Therefore, two sources of MeSH-terms were considered. On one hand, there were frequencies of MeSH-terms, which occur in the articles published that are written by the author (or coauthors). On the other hand, there were frequencies of MeSH-terms, which characterize scientific papers read by the same author. The difference between MeSH profiles of written/published and read papers is useful to capture the new trends in the personal research interests. For instance, for professor Archakov’s sample for the period from 2014 to 2017 terms “Proteomics”, “Enzyme Activation”, and “Membrane Proteins” significantly prevailed in connection with the published articles, as compared to the articles read. This observation reflects the field of the scientific interests and the process of knowledge actualization in this area (see Figure 4, the background cloud of MeSH).

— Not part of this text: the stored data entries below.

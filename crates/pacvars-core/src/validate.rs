//! Validation and casting of caller-supplied values before a write.

use serde_json::Value as JsonValue;

use crate::category::{BaseType, Category};
use crate::error::{PacError, Result};
use crate::value::Value;

/// Validate a value for a whole variable of `category`.
///
/// Table categories require a JSON array; the first bad element aborts the
/// whole write and the error names its index.
pub fn validate(category: Category, name: &str, value: &JsonValue) -> Result<Value> {
    if !category.is_table() {
        return validate_element(category, name, value);
    }
    let items = value
        .as_array()
        .ok_or_else(|| PacError::invalid(name, value, "expected a sequence of values"))?;
    items
        .iter()
        .enumerate()
        .map(|(i, item)| validate_element(category, name, item).map_err(|e| e.at_index(i)))
        .collect::<Result<Vec<_>>>()
        .map(Value::Table)
}

/// Validate a single scalar or table element against the category's base type.
pub fn validate_element(category: Category, name: &str, value: &JsonValue) -> Result<Value> {
    match category.base_type() {
        BaseType::Boolean => match value {
            JsonValue::Bool(b) => Ok(Value::Bool(*b)),
            _ => Err(PacError::invalid(name, value, "expected a boolean")),
        },
        BaseType::Integer => cast_integer(name, value),
        BaseType::Float => cast_float(name, value),
        BaseType::String => Ok(Value::String(cast_string(value))),
    }
}

/// Check an already typed element against the category's base type.
///
/// Unlike [`validate_element`], non-finite floats pass: they are what a read
/// of an unavailable point yields. Integer-backed booleans become integers and
/// integers widen to floats.
pub fn conform(category: Category, name: &str, value: Value) -> Result<Value> {
    match (category.base_type(), value) {
        (BaseType::Boolean, value @ Value::Bool(_)) => Ok(value),
        (BaseType::Integer, Value::Bool(b)) => Ok(Value::Integer(b as i32)),
        (BaseType::Integer, value @ Value::Integer(_)) => Ok(value),
        (BaseType::Float, value @ Value::Float(_)) => Ok(value),
        (BaseType::Float, Value::Integer(i)) => Ok(Value::Float(i as f64)),
        (BaseType::String, value @ Value::String(_)) => Ok(value),
        (base, other) => Err(PacError::invalid(
            name,
            &other,
            format!("expected a value of base type {:?}", base),
        )),
    }
}

fn cast_integer(name: &str, value: &JsonValue) -> Result<Value> {
    let not_integer = || PacError::invalid(name, value, "expected an integer");
    let wide = match value {
        // Integers-as-booleans are already valid
        JsonValue::Bool(b) => return Ok(Value::Bool(*b)),
        JsonValue::Number(n) => match n.as_i64() {
            Some(i) => i,
            None => {
                let f = n.as_f64().ok_or_else(not_integer)?;
                if !f.is_finite() || f.fract() != 0.0 {
                    return Err(not_integer());
                }
                f as i64
            }
        },
        JsonValue::String(s) => s.trim().parse::<i64>().map_err(|_| not_integer())?,
        _ => return Err(not_integer()),
    };
    i32::try_from(wide)
        .map(Value::Integer)
        .map_err(|_| PacError::invalid(name, value, "out of 32-bit integer range"))
}

fn cast_float(name: &str, value: &JsonValue) -> Result<Value> {
    let f = match value {
        JsonValue::Number(n) => n.as_f64(),
        JsonValue::String(s) => s.trim().parse::<f64>().ok(),
        _ => None,
    };
    match f {
        Some(f) if f.is_finite() => Ok(Value::Float(f)),
        _ => Err(PacError::invalid(name, value, "expected a finite number")),
    }
}

fn cast_string(value: &JsonValue) -> String {
    match value {
        JsonValue::String(s) => s.clone(),
        JsonValue::Null => String::new(),
        other => other.to_string(),
    }
}

#[cfg(test)]
mod tests {
    use super::*;
    use crate::error::ErrorKind;
    use serde_json::json;

    #[test]
    fn test_boolean_requires_bool() {
        assert_eq!(
            validate(Category::BooleanScalar, "bReady", &json!(true)).unwrap(),
            Value::Bool(true)
        );
        let err = validate(Category::BooleanScalar, "bReady", &json!(1)).unwrap_err();
        assert_eq!(err.kind(), ErrorKind::InvalidValue);
        assert!(validate(Category::DigitalOutput, "doPump", &json!("on")).is_err());
    }

    #[test]
    fn test_integer_cast() {
        assert_eq!(
            validate(Category::Integer, "iCount", &json!(42)).unwrap(),
            Value::Integer(42)
        );
        assert_eq!(
            validate(Category::Integer, "iCount", &json!(7.0)).unwrap(),
            Value::Integer(7)
        );
        assert_eq!(
            validate(Category::Integer, "iCount", &json!(" -3 ")).unwrap(),
            Value::Integer(-3)
        );
        assert_eq!(
            validate(Category::Integer, "iCount", &json!(true)).unwrap(),
            Value::Bool(true)
        );
        assert!(validate(Category::Integer, "iCount", &json!(1.5)).is_err());
        assert!(validate(Category::Integer, "iCount", &json!("abc")).is_err());
        assert!(validate(Category::Integer, "iCount", &json!(null)).is_err());
        assert!(validate(Category::Integer, "iCount", &json!(3_000_000_000_i64)).is_err());
    }

    #[test]
    fn test_float_cast() {
        assert_eq!(
            validate(Category::Float, "fLevel", &json!(3)).unwrap(),
            Value::Float(3.0)
        );
        assert_eq!(
            validate(Category::AnalogOutput, "aoValve", &json!("12.5")).unwrap(),
            Value::Float(12.5)
        );
        assert!(validate(Category::Float, "fLevel", &json!(false)).is_err());
        assert!(validate(Category::Float, "fLevel", &json!("NaN")).is_err());
    }

    #[test]
    fn test_string_cast_never_fails() {
        assert_eq!(
            validate(Category::String, "sName", &json!(12)).unwrap(),
            Value::String("12".to_string())
        );
        assert_eq!(
            validate(Category::String, "sName", &json!(null)).unwrap(),
            Value::String(String::new())
        );
        assert_eq!(
            validate(Category::StringTable, "stNames", &json!(["a", 1, true])).unwrap(),
            Value::from(vec!["a", "1", "true"])
        );
    }

    #[test]
    fn test_table_reports_first_bad_index() {
        let err = validate(Category::IntegerTable, "itCounts", &json!([1, 2, 2.5, "x"])).unwrap_err();
        match err {
            PacError::InvalidValue { name, index, .. } => {
                assert_eq!(name, "itCounts");
                assert_eq!(index, Some(2));
            }
            other => panic!("unexpected error: {:?}", other),
        }
    }

    #[test]
    fn test_conform_typed_values() {
        let nan = conform(Category::FloatTable, "ftLevels", Value::Float(f64::NAN)).unwrap();
        assert!(nan.as_f64().is_some_and(f64::is_nan));
        assert_eq!(
            conform(Category::IntegerTable, "itCounts", Value::Bool(true)).unwrap(),
            Value::Integer(1)
        );
        assert_eq!(
            conform(Category::FloatTable, "ftLevels", Value::Integer(2)).unwrap(),
            Value::Float(2.0)
        );
        let err = conform(Category::IntegerTable, "itCounts", Value::from("x")).unwrap_err();
        assert_eq!(err.kind(), ErrorKind::InvalidValue);
        assert!(conform(Category::BooleanTable, "btFlags", Value::Integer(1)).is_err());
    }

    #[test]
    fn test_table_requires_sequence() {
        let err = validate(Category::FloatTable, "ftLevels", &json!(1.0)).unwrap_err();
        assert_eq!(err.kind(), ErrorKind::InvalidValue);
    }
}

MeSH-terms appeared more frequently in published papers include terms “Individualized medicine,” “Risk Assessment,” “Biological markers,” “Protein interaction mapping,” etc. It is interesting that an analysis of MeSH-terms of the articles published in 2014-2017 (i.e., for the subsequent period) shows the appearance of the same terms in the scientist’s publications describing the possibilities of postgenomic methods for personalized medicine. The key studies published in this field in the last two years [34, 35] highlight the possibilities of metabolic profiling for diagnosis. The studies [36, 37] reveal the possibilities of using proteomic methods and mass-spectrometry for medicine and a search for biological markers. The studies [38, 39] discuss the expression of potentially medically important genes at the proteomic level based on the analysis of genomic and transcriptomic data.
Figure 4 demonstrates a fragment of the cognitive map showing MeSH-terms, the frequencies of which have significantly increased in the scientist’s articles published in 2014-2017. Thus, the development of this direction, namely, an automatic processing of the history of the researcher’s log to scientific papers, may be potentially interesting for prediction of possible directions for future research, the author’s scientific publications, and, consequently, the effectiveness of his scientific activity. However, besides BioKnol, there are alternative ways to store the search history. The key is to compare the frequencies of MeSH-terms associated with already published studies and MeSH-terms assigned with the content of the scientist log-history formed during routine work.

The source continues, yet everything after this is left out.